Intel has said that it plans to build a new 300-millimeter (mm) wafer fabrication facility at its site in Kiryat Gat, Israel. The new factory, designated Fab 28, will extend Intel’s manufacturing leadership by producing leading-edge microprocessors in the second half of 2008 on 45 nanometer (nm) process technology. Construction on the $3.5 billion project, Intel’s second 45nm factory, is set to begin immediately.
“Intel is committed to widening its lead in advanced semiconductor manufacturing,” said Paul Otellini, Intel president and CEO. “Our manufacturing network is a strategic asset of unmatched scope and scale that gives Intel the ability to provide customers with leading-edge products in high volume.
Today’s announcement of a second 45nm high volume factory reaffirms that Intel platforms will contain the most advanced and innovative technology in the world for years to come.”
When completed, Fab 28 will become Intel’s seventh 300mm wafer facility. The structure will include approximately 200,000 square feet of clean room space.
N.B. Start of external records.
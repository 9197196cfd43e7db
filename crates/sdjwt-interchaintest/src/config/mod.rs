use serde::{Deserialize, Serialize};
use std::path::{Path, PathBuf};
use std::time::Duration;

use crate::error::{HarnessError, Result};

/// Environment variable prefix for configuration overrides
pub const ENV_PREFIX: &str = "SDJWT";

#[derive(Debug, Clone, Serialize, Deserialize)]
pub struct HarnessConfig {
    pub global: GlobalConfig,
    pub chain: ChainConfig,
    pub fixtures: FixtureConfig,
}

#[derive(Debug, Clone, Serialize, Deserialize)]
pub struct GlobalConfig {
    /// Log level used when RUST_LOG is not set
    pub log_level: String,
    /// How long to wait for a broadcast transaction to land in a block
    pub tx_timeout: String,
    /// Delay between polls of the node (tx lookups, RPC status)
    pub poll_interval: String,
    /// How long to wait for a freshly started chain to produce blocks
    pub startup_timeout: String,
    /// Blocks the chain must produce before it is handed to the caller
    pub blocks_before_ready: u64,
}

#[derive(Debug, Clone, Serialize, Deserialize)]
pub struct ChainConfig {
    /// Short chain name, used in container and network names
    pub name: String,
    /// Chain identifier written into genesis
    pub chain_id: String,
    /// Docker image repository
    pub image: String,
    /// Docker image tag
    pub version: String,
    /// Chain daemon binary inside the image
    pub binary: String,
    /// Bech32 account address prefix
    pub bech32_prefix: String,
    /// Staking and fee denom
    pub denom: String,
    /// Gas prices passed to every transaction
    pub gas_prices: String,
    /// Multiplier applied to simulated gas
    pub gas_adjustment: f64,
    /// Node home directory inside the container
    pub home_dir: String,
    /// Self-delegation of every validator
    pub validator_stake: u64,
    /// Genesis balance of validators and the faucet
    pub genesis_funds: u64,
    /// Consensus timeout_commit, controls block time
    pub timeout_commit: String,
}

#[derive(Debug, Clone, Serialize, Deserialize)]
pub struct FixtureConfig {
    /// Compiled sdjwt verifier contract
    pub contract_path: PathBuf,
    /// cheqd resource payload fixture
    pub payload_path: PathBuf,
    /// Amount sent from the faucet to each test user
    pub user_funds: u64,
    /// Maximum presentation length accepted by the contract
    pub max_presentation_len: u64,
    /// Route registered by the contract scenario
    pub route_id: u64,
    /// Application registered at instantiation
    pub app_addr_1: String,
    /// Application registered through the execute message
    pub app_addr_2: String,
    /// Contract label at instantiation
    pub instantiate_label: String,
    /// Gas limit at instantiation
    pub instantiate_gas: u64,
}

impl HarnessConfig {
    /// Load configuration from a TOML file, with `SDJWT_` environment overrides
    pub fn load<P: AsRef<Path>>(path: P) -> Result<Self> {
        Self::load_with_env_prefix(path, ENV_PREFIX)
    }

    /// Load configuration from a TOML file, overriding keys from variables
    /// named `<PREFIX>_<SECTION>__<KEY>`
    pub fn load_with_env_prefix<P: AsRef<Path>>(path: P, prefix: &str) -> Result<Self> {
        let path = path.as_ref();
        if !path.is_file() {
            return Err(HarnessError::Config(format!(
                "configuration file {} not found",
                path.display()
            )));
        }

        let settings = config::Config::builder()
            .add_source(config::File::new(
                &path.to_string_lossy(),
                config::FileFormat::Toml,
            ))
            .add_source(
                config::Environment::with_prefix(prefix)
                    .prefix_separator("_")
                    .separator("__")
                    .try_parsing(true),
            )
            .build()?;

        Ok(settings.try_deserialize()?)
    }

    /// Save configuration to TOML file
    pub fn save<P: AsRef<Path>>(&self, path: P) -> Result<()> {
        let content = toml::to_string_pretty(self)?;
        std::fs::write(path, content)?;
        Ok(())
    }

    /// Resolve a fixture path: expands `~` and anchors relative paths at `base`
    pub fn resolve_path(&self, path: &Path, base: &Path) -> PathBuf {
        let expanded = PathBuf::from(shellexpand::tilde(&path.to_string_lossy()).into_owned());
        if expanded.is_absolute() {
            expanded
        } else {
            base.join(expanded)
        }
    }
}

impl GlobalConfig {
    pub fn tx_timeout(&self) -> Result<Duration> {
        parse_duration("global.tx_timeout", &self.tx_timeout)
    }

    pub fn poll_interval(&self) -> Result<Duration> {
        parse_duration("global.poll_interval", &self.poll_interval)
    }

    pub fn startup_timeout(&self) -> Result<Duration> {
        parse_duration("global.startup_timeout", &self.startup_timeout)
    }
}

impl ChainConfig {
    /// Full image reference, `repository:tag`
    pub fn image_ref(&self) -> String {
        format!("{}:{}", self.image, self.version)
    }

    /// Amount string with the chain denom, e.g. `100ujuno`
    pub fn coins(&self, amount: u64) -> String {
        format!("{}{}", amount, self.denom)
    }
}

fn parse_duration(key: &str, value: &str) -> Result<Duration> {
    humantime::parse_duration(value)
        .map_err(|e| HarnessError::Config(format!("{} = {:?}: {}", key, value, e)))
}

impl Default for HarnessConfig {
    fn default() -> Self {
        Self {
            global: GlobalConfig {
                log_level: "info".to_string(),
                tx_timeout: "60s".to_string(),
                poll_interval: "500ms".to_string(),
                startup_timeout: "180s".to_string(),
                blocks_before_ready: 2,
            },
            chain: ChainConfig {
                name: "juno".to_string(),
                chain_id: "juno-local-1".to_string(),
                image: "ghcr.io/cosmoscontracts/juno".to_string(),
                version: "v17.0.0".to_string(),
                binary: "junod".to_string(),
                bech32_prefix: "juno".to_string(),
                denom: "ujuno".to_string(),
                gas_prices: "0.0025ujuno".to_string(),
                gas_adjustment: 1.5,
                home_dir: "/var/cosmos-chain/juno".to_string(),
                validator_stake: 1_000_000_000_000,
                genesis_funds: 10_000_000_000_000,
                timeout_commit: "1s".to_string(),
            },
            fixtures: FixtureConfig {
                contract_path: PathBuf::from("artifacts/avida_sdjwt_verifier.wasm"),
                payload_path: PathBuf::from("artifacts/resource_payload.json"),
                user_funds: 10_000_000_000,
                max_presentation_len: 30_000,
                route_id: 1,
                app_addr_1: "juno1urw99c4gjzxjg468c207ngq5sqly0jn2cpahdp".to_string(),
                app_addr_2: "juno16kpy20cjnc7kgfywem4zgm0vwxczttnve4hccc".to_string(),
                instantiate_label: "avida-sdjwt".to_string(),
                instantiate_gas: 2_000_000,
            },
        }
    }
}

#[cfg(test)]
mod tests {
    use super::*;
    use tempfile::tempdir;

    #[test]
    fn test_config_round_trip() {
        let temp_dir = tempdir().unwrap();
        let path = temp_dir.path().join("harness.toml");

        let mut config = HarnessConfig::default();
        config.chain.version = "v18.0.0".to_string();
        config.fixtures.user_funds = 42;
        config.save(&path).unwrap();

        let loaded = HarnessConfig::load_with_env_prefix(&path, "SDJWT_ROUND_TRIP_UNUSED").unwrap();
        assert_eq!(loaded.chain.version, "v18.0.0");
        assert_eq!(loaded.fixtures.user_funds, 42);
        assert_eq!(loaded.fixtures.instantiate_label, "avida-sdjwt");
        assert_eq!(loaded.fixtures.instantiate_gas, 2_000_000);
    }

    #[test]
    fn test_env_override() {
        let temp_dir = tempdir().unwrap();
        let path = temp_dir.path().join("harness.toml");
        HarnessConfig::default().save(&path).unwrap();

        std::env::set_var("SDJWT_ENV_TEST_CHAIN__VERSION", "v99.0.0");
        let loaded = HarnessConfig::load_with_env_prefix(&path, "SDJWT_ENV_TEST").unwrap();
        std::env::remove_var("SDJWT_ENV_TEST_CHAIN__VERSION");

        assert_eq!(loaded.chain.version, "v99.0.0");
        assert_eq!(loaded.chain.image_ref(), "ghcr.io/cosmoscontracts/juno:v99.0.0");
    }

    #[test]
    fn test_missing_file() {
        let result = HarnessConfig::load("/nonexistent/harness.toml");
        assert!(matches!(result, Err(HarnessError::Config(_))));
    }

    #[test]
    fn test_durations() {
        let config = HarnessConfig::default();
        assert_eq!(config.global.tx_timeout().unwrap(), Duration::from_secs(60));
        assert_eq!(config.global.poll_interval().unwrap(), Duration::from_millis(500));

        let mut bad = config.global.clone();
        bad.tx_timeout = "soon".to_string();
        assert!(bad.tx_timeout().is_err());
    }

    #[test]
    fn test_resolve_path() {
        let config = HarnessConfig::default();
        let base = Path::new("/work/crate");

        let relative = config.resolve_path(&config.fixtures.payload_path, base);
        assert_eq!(relative, PathBuf::from("/work/crate/artifacts/resource_payload.json"));

        let absolute = config.resolve_path(Path::new("/tmp/contract.wasm"), base);
        assert_eq!(absolute, PathBuf::from("/tmp/contract.wasm"));
    }

    #[test]
    fn test_coins() {
        let config = HarnessConfig::default();
        assert_eq!(config.chain.coins(100), "100ujuno");
    }
}
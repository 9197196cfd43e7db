// Transaction results as printed by the chain CLI with `--output json`
use serde::{Deserialize, Deserializer};
use serde_json::Value;

use crate::error::{HarnessError, Result};

#[derive(Debug, Clone, Deserialize)]
pub struct EventAttribute {
    pub key: String,
    #[serde(default, deserialize_with = "nullable")]
    pub value: String,
}

#[derive(Debug, Clone, Deserialize)]
pub struct TxEvent {
    #[serde(rename = "type")]
    pub kind: String,
    #[serde(default, deserialize_with = "nullable")]
    pub attributes: Vec<EventAttribute>,
}

#[derive(Debug, Clone, Deserialize)]
pub struct TxLog {
    #[serde(default, deserialize_with = "nullable")]
    pub events: Vec<TxEvent>,
}

/// Broadcast or query result of a transaction
#[derive(Debug, Clone, Deserialize)]
pub struct TxResponse {
    #[serde(default, deserialize_with = "string_or_number")]
    pub height: u64,
    pub txhash: String,
    #[serde(default)]
    pub code: u32,
    #[serde(default, deserialize_with = "nullable")]
    pub codespace: String,
    #[serde(default, deserialize_with = "nullable")]
    pub raw_log: String,
    #[serde(default, deserialize_with = "nullable")]
    pub logs: Vec<TxLog>,
    #[serde(default, deserialize_with = "nullable")]
    pub events: Vec<TxEvent>,
    #[serde(default, deserialize_with = "string_or_number")]
    pub gas_used: u64,
}

impl TxResponse {
    /// Parse CLI output, tolerating text printed before the JSON document
    pub fn parse(output: &[u8]) -> Result<Self> {
        Ok(serde_json::from_value(extract_json(output)?)?)
    }

    pub fn is_success(&self) -> bool {
        self.code == 0
    }

    pub fn ensure_success(self) -> Result<Self> {
        if self.is_success() {
            Ok(self)
        } else {
            Err(HarnessError::TxFailed {
                txhash: self.txhash,
                code: self.code,
                raw_log: self.raw_log,
            })
        }
    }

    /// First value of `event.attribute`, searching message logs then block events
    pub fn find_attribute(&self, event: &str, attribute: &str) -> Option<&str> {
        self.logs
            .iter()
            .flat_map(|log| log.events.iter())
            .chain(self.events.iter())
            .filter(|e| e.kind == event)
            .flat_map(|e| e.attributes.iter())
            .find(|a| a.key == attribute)
            .map(|a| a.value.as_str())
    }

    pub fn require_attribute(&self, event: &str, attribute: &str) -> Result<String> {
        self.find_attribute(event, attribute)
            .map(str::to_string)
            .ok_or_else(|| HarnessError::MissingEvent {
                txhash: self.txhash.clone(),
                event: event.to_string(),
                attribute: attribute.to_string(),
            })
    }
}

/// Locate and decode the JSON document in command output
pub fn extract_json(output: &[u8]) -> Result<Value> {
    let text = String::from_utf8_lossy(output);
    let start = text
        .find(|c| c == '{' || c == '[')
        .ok_or_else(|| HarnessError::UnexpectedOutput(format!("no JSON in {:?}", text.trim())))?;
    Ok(serde_json::from_str(text[start..].trim())?)
}

fn nullable<'de, D, T>(deserializer: D) -> std::result::Result<T, D::Error>
where
    D: Deserializer<'de>,
    T: Default + Deserialize<'de>,
{
    Ok(Option::<T>::deserialize(deserializer)?.unwrap_or_default())
}

fn string_or_number<'de, D>(deserializer: D) -> std::result::Result<u64, D::Error>
where
    D: Deserializer<'de>,
{
    match Value::deserialize(deserializer)? {
        Value::Null => Ok(0),
        Value::Number(n) => n
            .as_u64()
            .ok_or_else(|| serde::de::Error::custom(format!("{} is not a u64", n))),
        Value::String(s) if s.is_empty() => Ok(0),
        Value::String(s) => s.parse().map_err(serde::de::Error::custom),
        other => Err(serde::de::Error::custom(format!("expected integer, got {}", other))),
    }
}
Over the next several years the project will create more than 2,000 Intel jobs at the site. The Israeli government is providing financial incentives for the new facility.
Intel currently operates five 300mm fabs that provide the equivalent manufacturing capacity of about eight older generation 200mm factories. Those factories are located in Oregon, Arizona and New Mexico in addition to Ireland where an expansion of Intel’s 300mm capacity in Ireland (Fab 24-2) is scheduled to begin operations in the first quarter of next year. In July Intel announced plans to invest more than $3 billion to build another 300mm fab, Fab 32 in Chandler, Ariz.
Manufacturing with 300mm wafers (about 12 inches in diameter) dramatically increases the ability to produce semiconductors at a lower cost compared with more commonly used 200mm (eight-inch) wafers.
The bigger wafers lower production cost per chip while diminishing overall use of resources. Using 300mm manufacturing technology consumes 40 percent less energy and water per chip than a 200mm wafer factory. Intel’s 45nm technology, which will first be put in high volume production at Fab 32, will allow chip circuitry to be built at about half the size of today’s standard 90nm technology.